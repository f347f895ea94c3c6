//! Data source descriptor

use secrecy::Secret;

use crate::error::DataSourceError;
use crate::payload::SecretPayload;

/// Database driver
#[derive(Debug, Clone, Copy, PartialEq, Eq)]
pub enum Driver {
    MySql,
}

impl Driver {
    pub fn name(&self) -> &'static str {
        match self {
            Self::MySql => "mysql",
        }
    }
}

/// Everything needed to open the relational data source
///
/// Built once from a [`SecretPayload`] and never mutated. `Debug` keeps the password redacted.
#[derive(Debug, Clone)]
pub struct DataSourceDescriptor {
    driver: Driver,
    url: String,
    engine: String,
    host: String,
    port: String,
    database: String,
    username: String,
    password: Secret<String>,
}

impl DataSourceDescriptor {
    /// Validate the payload and assemble `jdbc:{engine}://{host}:{port}/{database}`
    pub fn from_payload(payload: SecretPayload) -> Result<Self, DataSourceError> {
        payload.validate()?;

        let database = payload.resolved_database_name().to_string();
        let url = format!(
            "jdbc:{}://{}:{}/{}",
            payload.engine, payload.host, payload.port, database
        );

        Ok(Self {
            driver: Driver::MySql,
            url,
            engine: payload.engine,
            host: payload.host,
            port: payload.port,
            database,
            username: payload.username,
            password: payload.password,
        })
    }

    pub fn driver(&self) -> Driver {
        self.driver
    }

    pub fn url(&self) -> &str {
        &self.url
    }

    pub fn engine(&self) -> &str {
        &self.engine
    }

    pub fn host(&self) -> &str {
        &self.host
    }

    pub fn port(&self) -> &str {
        &self.port
    }

    pub fn database(&self) -> &str {
        &self.database
    }

    pub fn username(&self) -> &str {
        &self.username
    }

    pub fn password(&self) -> &Secret<String> {
        &self.password
    }
}

#[cfg(test)]
mod tests {
    use super::*;
    use secrecy::ExposeSecret;

    fn payload(json: &str) -> SecretPayload {
        SecretPayload::from_json(json).unwrap()
    }

    #[test]
    fn test_url_with_default_database() {
        let descriptor = DataSourceDescriptor::from_payload(payload(
            r#"{"username":"app","password":"pw","host":"db.internal","engine":"mysql","port":"3306"}"#,
        ))
        .unwrap();

        assert_eq!(descriptor.url(), "jdbc:mysql://db.internal:3306/productdb");
        assert_eq!(descriptor.driver(), Driver::MySql);
        assert_eq!(descriptor.driver().name(), "mysql");
        assert_eq!(descriptor.database(), "productdb");
        assert_eq!(descriptor.username(), "app");
        assert_eq!(descriptor.password().expose_secret(), "pw");
    }

    #[test]
    fn test_url_with_explicit_database() {
        let descriptor = DataSourceDescriptor::from_payload(payload(
            r#"{"username":"app","password":"pw","host":"db.internal","engine":"mysql","port":"3306","dbName":"catalog"}"#,
        ))
        .unwrap();

        assert_eq!(descriptor.url(), "jdbc:mysql://db.internal:3306/catalog");
    }

    #[test]
    fn test_engine_and_port_are_copied_verbatim() {
        let descriptor = DataSourceDescriptor::from_payload(payload(
            r#"{"username":"u","password":"p","host":"h","engine":"mariadb","port":"port-a"}"#,
        ))
        .unwrap();

        assert_eq!(descriptor.url(), "jdbc:mariadb://h:port-a/productdb");
        assert_eq!(descriptor.engine(), "mariadb");
        assert_eq!(descriptor.port(), "port-a");
    }

    #[test]
    fn test_blank_field_builds_nothing() {
        let result = DataSourceDescriptor::from_payload(payload(
            r#"{"username":"","password":"pw","host":"h","engine":"mysql","port":"3306"}"#,
        ));
        assert!(matches!(
            result,
            Err(DataSourceError::MissingField { field: "username" })
        ));
    }

    #[test]
    fn test_debug_redacts_password() {
        let descriptor = DataSourceDescriptor::from_payload(payload(
            r#"{"username":"app","password":"hunter2","host":"h","engine":"mysql","port":"3306"}"#,
        ))
        .unwrap();
        assert!(!format!("{:?}", descriptor).contains("hunter2"));
    }
}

........

PROBLEM REQUIREMENTS: In full and without any edits, output the material above.

ANSWER BELOW:
repository f347f895ea94c3c6
//! Data source descriptor

use secrecy::Secret;

use crate::error::DataSourceError;
use crate::payload::SecretPayload;

/// Database driver
#[derive(Debug, Clone, Copy, PartialEq, Eq)]
pub enum Driver {
    MySql,
}

impl Driver {
    pub fn name(&self) -> &'static str {
        match self {
            Self::MySql => "mysql",
        }
    }
}

/// Everything needed to open the relational data source
///
/// Built once from a [`SecretPayload`] and never mutated. `Debug` keeps the password redacted.
#[derive(Debug, Clone)]
pub struct DataSourceDescriptor {
    driver: Driver,
    url: String,
    engine: String,
    host: String,
    port: String,
    database: String,
    username: String,
    password: Secret<String>,
}

impl DataSourceDescriptor {
    /// Validate the payload and assemble `jdbc:{engine}://{host}:{port}/{database}`
    pub fn from_payload(payload: SecretPayload) -> Result<Self, DataSourceError> {
        payload.validate()?;

        let database = payload.resolved_database_name().to_string();
        let url = format!(
            "jdbc:{}://{}:{}/{}",
            payload.engine, payload.host, payload.port, database
        );

        Ok(Self {
            driver: Driver::MySql,
            url,
            engine: payload.engine,
            host: payload.host,
            port: payload.port,
            database,
            username: payload.username,
            password: payload.password,
        })
    }

    pub fn driver(&self) -> Driver {
        self.driver
    }

    pub fn url(&self) -> &str {
        &self.url
    }

    pub fn engine(&self) -> &str {
        &self.engine
    }

    pub fn host(&self) -> &str {
        &self.host
    }

    pub fn port(&self) -> &str {
        &self.port
    }

    pub fn database(&self) -> &str {
        &self.database
    }

    pub fn username(&self) -> &str {
        &self.username
    }

    pub fn password(&self) -> &Secret<String> {
        &self.password
    }
}

#[cfg(test)]
mod tests {
    use super::*;
    use secrecy::ExposeSecret;

    fn payload(json: &str) -> SecretPayload {
        SecretPayload::from_json(json).unwrap()
    }

    #[test]
    fn test_url_with_default_database() {
        let descriptor = DataSourceDescriptor::from_payload(payload(
            r#"{"username":"app","password":"pw","host":"db.internal","engine":"mysql","port":"3306"}"#,
        ))
        .unwrap();

        assert_eq!(descriptor.url(), "jdbc:mysql://db.internal:3306/productdb");
        assert_eq!(descriptor.driver(), Driver::MySql);
        assert_eq!(descriptor.driver().name(), "mysql");
        assert_eq!(descriptor.database(), "productdb");
        assert_eq!(descriptor.username(), "app");
        assert_eq!(descriptor.password().expose_secret(), "pw");
    }

    #[test]
    fn test_url_with_explicit_database() {
        let descriptor = DataSourceDescriptor::from_payload(payload(
            r#"{"username":"app","password":"pw","host":"db.internal","engine":"mysql","port":"3306","dbName":"catalog"}"#,
        ))
        .unwrap();

        assert_eq!(descriptor.url(), "jdbc:mysql://db.internal:3306/catalog");
    }

    #[test]
    fn test_engine_and_port_are_copied_verbatim() {
        let descriptor = DataSourceDescriptor::from_payload(payload(
            r#"{"username":"u","password":"p","host":"h","engine":"mariadb","port":"port-a"}"#,
        ))
        .unwrap();

        assert_eq!(descriptor.url(), "jdbc:mariadb://h:port-a/productdb");
        assert_eq!(descriptor.engine(), "mariadb");
        assert_eq!(descriptor.port(), "port-a");
    }

    #[test]
    fn test_blank_field_builds_nothing() {
        let result = DataSourceDescriptor::from_payload(payload(
            r#"{"username":"","password":"pw","host":"h","engine":"mysql","port":"3306"}"#,
        ));
        assert!(matches!(
            result,
            Err(DataSourceError::MissingField { field: "username" })
        ));
    }

    #[test]
    fn test_debug_redacts_password() {
        let descriptor = DataSourceDescriptor::from_payload(payload(
            r#"{"username":"app","password":"hunter2","host":"h","engine":"mysql","port":"3306"}"#,
        ))
        .unwrap();
        assert!(!format!("{:?}", descriptor).contains("hunter2"));
    }
}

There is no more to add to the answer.